The more formalized and professionalized your sales process, the better your results will be. For a lot of entrepreneurs, especially those who don’t come from a sales background, it’s easy to overlook the benefits of a strong sales process. They simply assume that sales is all about individual technique, rather than building a reliable, consistent process for generating revenue.

3. Making sales a part of your entrepreneurial DNA

I believe that every entrepreneur should work in sales at some point in their career. It’s one of those jobs — like waiting tables — that teaches you lessons you will use for the rest of your life. There is no better training for pitching your company to future investors, partners and customers than a few months spent on the ground in sales. It teaches you to see sales as the lifeblood of a business.

Your sales experiences will allow you to lead your company by example. Generating sales becomes a core value for the business. Even if you have a sales team, there will be times that you need to roll up your sleeves and pitch in, attending those big meetings with potential customers. By making it a part of your DNA, sales becomes your secret weapon.

4. Investing in the right foundation

Now that you have a commitment to a sales-focused philosophy, it’s time to put that knowledge into practice. That means putting standardized, predictable, scalable and profitable processes in place. These processes are not complex, and they’re relatively simple to develop. It’s also not expensive to get a great process up and running.

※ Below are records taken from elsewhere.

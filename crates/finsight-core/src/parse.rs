//! Natural-language transaction parsing
//!
//! Extracts an amount, a date, and a description from free text such as
//! "Spent 50 on groceries yesterday", then completes the record through the
//! classifier. Date handling is a deliberate keyword heuristic
//! (yesterday/tomorrow only), not a date-parsing engine.

use chrono::{Duration, NaiveDate};
use regex::Regex;
use std::sync::OnceLock;

use crate::classify::Classifier;
use crate::models::ParsedEntry;

/// First number in the text, optionally preceded by a currency symbol, with
/// up to two decimal places. Note this is the *first* numeric token: a
/// leading day-of-month number will win over a later amount.
fn amount_re() -> &'static Regex {
    static RE: OnceLock<Regex> = OnceLock::new();
    RE.get_or_init(|| Regex::new(r"[$€£¥₹]?\s*(\d+(?:\.\d{1,2})?)").unwrap())
}

fn date_keyword_re() -> &'static Regex {
    static RE: OnceLock<Regex> = OnceLock::new();
    RE.get_or_init(|| Regex::new(r"(?i)\b(yesterday|today|tomorrow)\b").unwrap())
}

fn stop_word_re() -> &'static Regex {
    static RE: OnceLock<Regex> = OnceLock::new();
    RE.get_or_init(|| Regex::new(r"(?i)\b(spent|on|for|at)\b").unwrap())
}

fn whitespace_re() -> &'static Regex {
    static RE: OnceLock<Regex> = OnceLock::new();
    RE.get_or_init(|| Regex::new(r"\s+").unwrap())
}

/// Free-text transaction parser backed by a classifier for category
/// completion.
pub struct TextParser {
    classifier: Classifier,
}

impl TextParser {
    pub fn new(classifier: Classifier) -> Self {
        Self { classifier }
    }

    /// Parse free text into a structured entry, relative to today's date.
    ///
    /// Never fails: a missing amount becomes 0.0, an unrecognized date
    /// defaults to today, and classification always yields a category.
    pub fn parse(&self, text: &str) -> ParsedEntry {
        self.parse_with_today(text, chrono::Local::now().date_naive())
    }

    /// Deterministic variant of [`parse`](Self::parse) with an explicit
    /// "today".
    pub fn parse_with_today(&self, text: &str, today: NaiveDate) -> ParsedEntry {
        let amount_match = amount_re().captures(text);
        let amount = amount_match
            .as_ref()
            .and_then(|c| c.get(1))
            .and_then(|m| m.as_str().parse::<f64>().ok())
            .unwrap_or(0.0);

        let lower = text.to_lowercase();
        let date = if lower.contains("yesterday") {
            today - Duration::days(1)
        } else if lower.contains("tomorrow") {
            today + Duration::days(1)
        } else {
            today
        };

        // Description: drop the matched amount (first occurrence only),
        // date keywords, and filler stop-words; collapse what remains.
        let mut remaining = match &amount_match {
            Some(c) => text.replacen(c.get(0).map_or("", |m| m.as_str()), "", 1),
            None => text.to_string(),
        };
        remaining = date_keyword_re().replace_all(&remaining, "").into_owned();
        remaining = stop_word_re().replace_all(&remaining, "").into_owned();
        let description = whitespace_re()
            .replace_all(remaining.trim(), " ")
            .trim()
            .to_string();

        let classification = self.classifier.classify(&description);

        ParsedEntry {
            amount,
            date: date.format("%Y-%m-%d").to_string(),
            description: title_case(&description),
            category: classification.category,
            reason: classification.reason,
            confidence: classification.confidence,
        }
    }
}

/// Uppercase the first letter of each alphabetic run, lowercase the rest.
fn title_case(text: &str) -> String {
    let mut out = String::with_capacity(text.len());
    let mut prev_alpha = false;
    for c in text.chars() {
        if c.is_alphabetic() {
            if prev_alpha {
                out.extend(c.to_lowercase());
            } else {
                out.extend(c.to_uppercase());
            }
            prev_alpha = true;
        } else {
            out.push(c);
            prev_alpha = false;
        }
    }
    out
}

A strong sales foundation does more than simply deliver a reliable source of income. It informs you about how your business is doing, where to focus your growth, and where your future revenues will come from.

5. Owning your core competencies, not renting them

Sales is at the core of every business. Unless you’re a government agency or a criminal organization, you have to sell something to keep the doors open. Even nonprofits are selling something, from the good feelings that come from helping the less fortunate to the dream of a better world. In fact, the real job of most people in the nonprofit world is fundraising, which is really just a specialized form of sales.

For most entrepreneurs, understanding sales is something that they plan to get around to eventually. If you have a rapidly growing company, however, you may never have time or capacity to learn sales. It’s something that just keeps getting pushed further and further away. At the same time, it’s clear that sales leadership is important for growing the business. It’s only logical to hire that process out.

If you hire out your sales leadership, even to the best sales managers and salespeople, those knowledge and skills aren’t being transferred to the company. It’s just being rented. The moment those employees leave, that core competency in sales goes with them. In an instant, you can go from having great sales to struggling to keep your head above water.

To keep that from happening, that core competency needs to become a fundamental part of your company’s structure. More importantly, it also needs to be part of your DNAm worldview and perspective as an entrepreneur.